As vaccination programs ramped up, extreme shortages of available vaccines were instantly evident. Communications between hospitals/NHS have been key to ensuring vaccine supplies are where they are needed. Communications between government leaders, hospitals, pharmaceutical companies, dispensing centres, volunteers, and crowds of anxious recipients have become critical.
In addition to logistics in managing injection sites, from super pods in stadiums to universities, clinics and local medical offices, multiple types of vaccinations with different protocols and storage requirements have presented new and complex challenges. In addition, coordination of first and second dose appointments for some vaccinations have wreaked havoc on registration websites. Phone centres have been flooded with inquiries of recipient eligibility and securing vaccination appointments.
All of these can be consolidated and centralised with an effective communications strategy. Not only can this prevent unnecessary wastage, but it can also improve the efficiency of the vaccine rollout.

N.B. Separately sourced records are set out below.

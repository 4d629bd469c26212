use std::process::ExitCode;

use tracing::error;
use tracing_subscriber::{fmt, layer::SubscriberExt, util::SubscriberInitExt, EnvFilter};

use connect_server::ServerConfig;

#[tokio::main]
async fn main() -> ExitCode {
    dotenvy::dotenv().ok();

    tracing_subscriber::registry()
        .with(
            EnvFilter::try_from_default_env()
                .unwrap_or_else(|_| "connect_server=debug,connect_service=info,tower_http=debug".into()),
        )
        .with(fmt::layer())
        .init();

    let result = match ServerConfig::from_env() {
        Ok(config) => connect_server::run(config).await,
        Err(err) => Err(err.into()),
    };

    match result {
        Ok(()) => ExitCode::SUCCESS,
        Err(err) => {
            error!(error = %err, "BCET Connect failed");
            ExitCode::FAILURE
        }
    }
}
//! Route table under `/api`.
//!
//! Only registration, login, the public event list, the donation
//! leaderboard and the two probes skip the bearer token; every other
//! handler takes an [`AuthUser`](crate::extract::AuthUser).

use axum::{routing::{get, patch}, Json, Router};
use serde_json::{json, Value};

use crate::state::AppState;

mod admin;
mod analytics;
mod auth;
mod communities;
mod donations;
mod events;
mod feed;
pub mod health;
mod jobs;
mod learning;
mod mentorship;
mod users;

pub fn api_router() -> Router<AppState> {
    Router::new()
        .route("/", get(index))
        .route("/health", get(health::liveness))
        .nest("/auth", auth::router())
        .nest("/user", users::router())
        .route("/users/:id/role", patch(admin::change_role))
        .nest("/feed", feed::router())
        .nest("/jobs", jobs::router())
        .nest("/events", events::router())
        .nest("/communities", communities::router())
        .nest("/mentorship", mentorship::router())
        .nest("/learning", learning::router())
        .nest("/donations", donations::router())
        .nest("/admin", admin::router())
        .nest("/analytics", analytics::router())
}

async fn index() -> Json<Value> {
    Json(json!({ "message": "BCET CONNECT API" }))
}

Advanced technologies combatting misinformation
Alongside the vaccination programme ramping up, so has the rumour mill, false claims and fake news around the vaccine. Whilst the government, healthcare organisations and senior leaders have a role to play in combatting misinformation, technologies like AI and machine learning can add tremendous value in helping identify bots or false information at scale.
We’ve already seen examples of companies working on verification tools that can label, among other things, accounts as automated bots. However, it’s important to note that any verification process involves individuals who will control and advance the “verifying”— these individuals must be aware of the biases they hold as they advance their duties and sensitivity as to how they’re perceived by the public.

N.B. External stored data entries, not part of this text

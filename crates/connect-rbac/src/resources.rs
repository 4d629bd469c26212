//! # Resources
//!
//! Resource types guarded by the route policy.

use serde::{Deserialize, Serialize};
use std::fmt;

/// Resource types exposed by the API.
#[derive(Debug, Clone, Copy, Serialize, Deserialize, PartialEq, Eq, Hash, PartialOrd, Ord)]
#[serde(rename_all = "snake_case")]
pub enum ResourceType {
    /// User accounts and profiles.
    User,

    /// Job postings.
    Job,

    /// Campus events.
    Event,

    /// Communities and their channels.
    Community,

    /// Social feed posts.
    FeedPost,

    /// Donations.
    Donation,

    /// Learning hub resources and AI helpers.
    LearningResource,

    /// Mentorship requests and chat.
    Mentorship,

    /// Admin dashboards.
    Analytics,
}

impl ResourceType {
    /// Get the string representation of the resource type.
    pub fn as_str(&self) -> &'static str {
        match self {
            ResourceType::User => "user",
            ResourceType::Job => "job",
            ResourceType::Event => "event",
            ResourceType::Community => "community",
            ResourceType::FeedPost => "feed_post",
            ResourceType::Donation => "donation",
            ResourceType::LearningResource => "learning_resource",
            ResourceType::Mentorship => "mentorship",
            ResourceType::Analytics => "analytics",
        }
    }

    /// Parse a resource type, case-insensitive with a few aliases.
    ///
    /// # Example
    ///
    /// ```
    /// use connect_rbac::ResourceType;
    ///
    /// assert_eq!(ResourceType::parse("jobs"), Some(ResourceType::Job));
    /// assert_eq!(ResourceType::parse("feed"), Some(ResourceType::FeedPost));
    /// assert_eq!(ResourceType::parse("spaceship"), None);
    /// ```
    pub fn parse(s: &str) -> Option<Self> {
        match s.trim().to_lowercase().as_str() {
            "user" | "users" => Some(ResourceType::User),
            "job" | "jobs" => Some(ResourceType::Job),
            "event" | "events" => Some(ResourceType::Event),
            "community" | "communities" => Some(ResourceType::Community),
            "feed_post" | "feed" | "post" => Some(ResourceType::FeedPost),
            "donation" | "donations" => Some(ResourceType::Donation),
            "learning_resource" | "learning" | "resource" => Some(ResourceType::LearningResource),
            "mentorship" | "mentor" => Some(ResourceType::Mentorship),
            "analytics" => Some(ResourceType::Analytics),
            _ => None,
        }
    }

    /// Get a human-readable display name.
    pub fn display_name(&self) -> &'static str {
        match self {
            ResourceType::User => "User",
            ResourceType::Job => "Job",
            ResourceType::Event => "Event",
            ResourceType::Community => "Community",
            ResourceType::FeedPost => "Post",
            ResourceType::Donation => "Donation",
            ResourceType::LearningResource => "Resource",
            ResourceType::Mentorship => "Mentorship request",
            ResourceType::Analytics => "Analytics",
        }
    }

    /// Get all resource types.
    pub fn all() -> &'static [ResourceType] {
        &[
            ResourceType::User,
            ResourceType::Job,
            ResourceType::Event,
            ResourceType::Community,
            ResourceType::FeedPost,
            ResourceType::Donation,
            ResourceType::LearningResource,
            ResourceType::Mentorship,
            ResourceType::Analytics,
        ]
    }
}

impl fmt::Display for ResourceType {
    fn fmt(&self, f: &mut fmt::Formatter<'_>) -> fmt::Result {
        f.write_str(self.as_str())
    }
}

#[cfg(test)]
mod tests {
    use super::*;

    #[test]
    fn test_resource_parse_round_trip() {
        for resource in ResourceType::all() {
            assert_eq!(ResourceType::parse(resource.as_str()), Some(*resource));
        }
    }

    #[test]
    fn test_display_name() {
        assert_eq!(ResourceType::FeedPost.display_name(), "Post");
        assert_eq!(ResourceType::Job.to_string(), "job");
    }
}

Another major problem with disinformation as a threat is that it’s increasingly difficult to classify and attribute its source of origin. In the past twelve months, the proliferation of crimeware-as-as-service offered on the Dark Web has soared and has become so effective and integrated with nation-states that it can be near impossible to attribute responsibility. BlackBerry recently produced a research report on the world’s largest hacker-for-hire operation that used social engineering and deepfakes to further political causes and gain information on certain targets. Ongoing research and intelligence into these groups will be essential to ensuring that these targeted campaigns don’t have an impact on the fight against COVID-19.
Harnessing the power of critical communications and advanced technologies with the capability to combat misinformation will prove instrumental over the coming months – everyone has a role to play in this ongoing battle and technology will be our ally.